In my group of friends, there is a boy who I have always thought liked me a little bit. Well, of course I was flattered, but I just kinda brushed it off because I wasn't really interested in him and I didn't really feel like dating anyone at the time, especially him because it would just be too akward. I mean, I never really flat out told him I didn't like him, because I didn't want to hurt his feelings, but I just politely didn't respond to his attempts to flirt with me.
Now, also in our little social group, there is another boy who in the last couple of months, durring the summer, I have become extremely close to. We have become great friends with eachother, we understand eachother, and naturally, I have begun to have a little crush on him. Well, me and him are like, reeeally flirtatious with each other. I mean, we hug eachother all the time, we snuggle durring movies, we play with eachothers hair, touch eachothers faces, ect. People probably think were dating now that I think about it. But we are not, and we have never kissed or anything. But of course, I like spending time and flirting with him.
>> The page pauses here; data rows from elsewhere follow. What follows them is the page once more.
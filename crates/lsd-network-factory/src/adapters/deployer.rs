//! # Deterministic Deployer
//!
//! Derives component and token addresses the way the chain would:
//!
//! - components: CREATE2 from the factory, salt per network and kind,
//!   init code `logic ‖ kind`
//! - tokens: CREATE from the factory and its nonce
//!
//! The adapter is pure, so discarding a result leaves nothing behind.

use crate::domain::entities::ComponentKind;
use crate::errors::DeployError;
use crate::ports::outbound::{ComponentDeployer, DeployRequest, TokenRequest};
use lsd_shared_types::{compute_contract_address, compute_contract_address_create2, Address};
use std::collections::BTreeSet;
use tracing::debug;

/// Address-deriving deployer.
#[derive(Clone, Debug, Default)]
pub struct DeterministicDeployer {
    /// Kinds this deployer refuses to deploy.
    rejected_kinds: BTreeSet<ComponentKind>,
    /// Refuse every token mint.
    reject_mints: bool,
}

impl DeterministicDeployer {
    /// Deployer that accepts every request.
    pub fn new() -> Self {
        Self::default()
    }

    /// Refuse deployments of `kind`.
    #[must_use]
    pub fn rejecting(mut self, kind: ComponentKind) -> Self {
        self.rejected_kinds.insert(kind);
        self
    }

    /// Refuse every token mint.
    #[must_use]
    pub fn rejecting_mints(mut self) -> Self {
        self.reject_mints = true;
        self
    }

    /// Init code for a component: logic address followed by the kind tag.
    pub fn init_code(kind: ComponentKind, logic: Option<Address>) -> Vec<u8> {
        let mut code = Vec::with_capacity(20 + kind.as_str().len());
        if let Some(logic) = logic {
            code.extend_from_slice(logic.as_bytes());
        }
        code.extend_from_slice(kind.as_str().as_bytes());
        code
    }
}

impl ComponentDeployer for DeterministicDeployer {
    fn deploy(&self, request: &DeployRequest) -> Result<Address, DeployError> {
        if self.rejected_kinds.contains(&request.kind) {
            return Err(DeployError::Rejected {
                kind: request.kind,
                reason: "deployment refused".to_string(),
            });
        }
        if request.kind.is_proxied() && request.logic.is_none() {
            return Err(DeployError::MissingLogic(request.kind));
        }

        let code = Self::init_code(request.kind, request.logic);
        let address = compute_contract_address_create2(request.deployer, request.salt, &code);
        debug!(kind = %request.kind, address = %address, "Component deployed");
        Ok(address)
    }

    fn mint_token(&self, request: &TokenRequest) -> Result<Address, DeployError> {
        if self.reject_mints {
            return Err(DeployError::TokenMintRejected(format!(
                "mint of {} refused",
                request.symbol
            )));
        }
        let address = compute_contract_address(request.deployer, request.nonce);
        debug!(
            symbol = %request.symbol,
            nonce = request.nonce,
            address = %address,
            "Token minted"
        );
        Ok(address)
    }
}
//! # Governance Errors
//!
//! Failures of voter-set validation, threshold voting and timelock control.

use lsd_shared_types::{Address, Hash};
use thiserror::Error;

/// Governance error types.
#[derive(Debug, Error, Clone, PartialEq, Eq)]
pub enum GovernanceError {
    /// Bootstrap attempted on a governance that is already active.
    #[error("governance already initialized")]
    AlreadyInitialized,

    /// Vote or update attempted before bootstrap.
    #[error("governance not initialized")]
    NotInitialized,

    /// Voter list is empty.
    #[error("voter set is empty")]
    EmptyVoters,

    /// Threshold outside `1..=voters`.
    #[error("invalid threshold: {threshold} (voters: {voters})")]
    InvalidThreshold {
        /// Requested threshold
        threshold: usize,
        /// Size of the voter set
        voters: usize,
    },

    /// Same identity listed twice.
    #[error("duplicate voter: {0:?}")]
    DuplicateVoter(Address),

    /// Zero address listed as voter.
    #[error("invalid voter: {0:?}")]
    InvalidVoter(Address),

    /// Approval from an identity outside the current voter set.
    #[error("not a voter: {0:?}")]
    NotAVoter(Address),

    /// Action already reached consensus (or already ran through the timelock).
    #[error("action already executed: {0}")]
    ActionAlreadyExecuted(Hash),

    /// Caller is not a timelock controller.
    #[error("unauthorized: {0:?}")]
    Unauthorized(Address),

    /// Negative timelock delay.
    #[error("invalid delay: {0}")]
    InvalidDelay(i64),

    /// Timelock created without controllers.
    #[error("timelock controller set is empty")]
    EmptyTimelockControllers,

    /// Zero address listed as timelock controller.
    #[error("invalid timelock controller: {0:?}")]
    InvalidController(Address),

    /// Action already waiting in the timelock.
    #[error("action already scheduled: {0}")]
    ActionAlreadyScheduled(Hash),

    /// Execute called for an action that was never scheduled.
    #[error("action not scheduled: {0}")]
    ActionNotScheduled(Hash),

    /// Execute called before the delay elapsed.
    #[error("action not ready: ready at {ready_at}, now {now}")]
    ActionNotReady {
        /// Earliest execution timestamp
        ready_at: u64,
        /// Timestamp of the attempt
        now: u64,
    },
}
//! # LSD Governance
//!
//! Per-network governance primitives.
//!
//! ## Purpose
//!
//! Every LSD network carries one `VoterGovernance` (the network proposal
//! component) that decides whether consensus exists for a privileged action.
//! Execution of the action is left to the calling component. Networks created
//! with a timelock additionally get a `TimelockController` as their admin.
//!
//! ## Invariants
//!
//! | Invariant | Enforcement Location |
//! |-----------|---------------------|
//! | `1 <= threshold <= |voters|` | `invariants.rs` - `invariant_threshold_bounds()` |
//! | Distinct, non-zero voters | `invariants.rs` - `invariant_distinct_members()` |
//! | One approval per voter per action | `voting.rs` - `propose_and_vote()` |
//! | Voter changes are self-governed | `voting.rs` - `update_voters()` |
//! | Admin actions wait `min_delay` | `timelock.rs` - `execute()` |
//!
//! ## Module Structure
//!
//! ```text
//! lsd-governance/
//! ├── errors.rs      # GovernanceError
//! ├── invariants.rs  # voter set validation
//! ├── voting.rs      # VoterGovernance state machine
//! └── timelock.rs    # TimelockController
//! ```

#![warn(missing_docs)]
#![warn(clippy::all)]

pub mod errors;
pub mod invariants;
pub mod timelock;
pub mod voting;

pub use errors::GovernanceError;
pub use invariants::validate_voter_set;
pub use timelock::{validate_delay, TimelockController};
pub use voting::{ActionId, ActionStatus, GovernanceState, VoteOutcome, VoterGovernance};

/// Crate version
pub const VERSION: &str = env!("CARGO_PKG_VERSION");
Well, my problem is, everytime my crew is hanging out together, Im flirting away with my crush, and then I look over to the other guy, and he just looks totally defeated. I mean, I know how it is- Its horrible to see the person you like flirting with somone else! I just feel horible when I see him watching us. So, what should I do? Should I tone down the flirting with my crush when the other guy is around? I dont want to, but I like the other guy just as a friend and I dont want to hurt him. But if I tone down the flirting, I may never get with the guy I like, and quite frankly, I like flirting with him because I really like him! What should I do???
triquetra answered Tuesday September 16 2008, 1:52 pm: Who matters more to you: your friend whom likes you or your crush?
I ask this because it seems to me that you don't know as to whom is your first priority. It is either the boy whom you didn't respond to when he was flirting with you, or your crush whom you don't want to loose.
From my point of view, I think you should turn down the flirting because you said so yourself that you know how much it hurts to see somebody whom you like flirting with somebody else, so either flirt with your crush whenever your friend isn't around or just take it down a gear or two and do it discreetly. I don't think you'll loose your boyfriend because you're not flirting with him as often, because you're not loosing interest, your just considering your friend's feelings which is completely understandable.
However, if he does ask as to why you don't flirt with him as often, don't lie (not saying that you will), just tell him that you don't want to hurt your friend's feelings... or just let your crush know from the beginning as to what your intentions are and he should understand.
And even though this wasn't part of your question, I think you need to consider as to whether you want this relationship to become more than just flirting. Whilst flirting is a good way to show that you like somebody, dating just takes it a step further and lets everybody know that you're actually dating and you're serious about the relationship.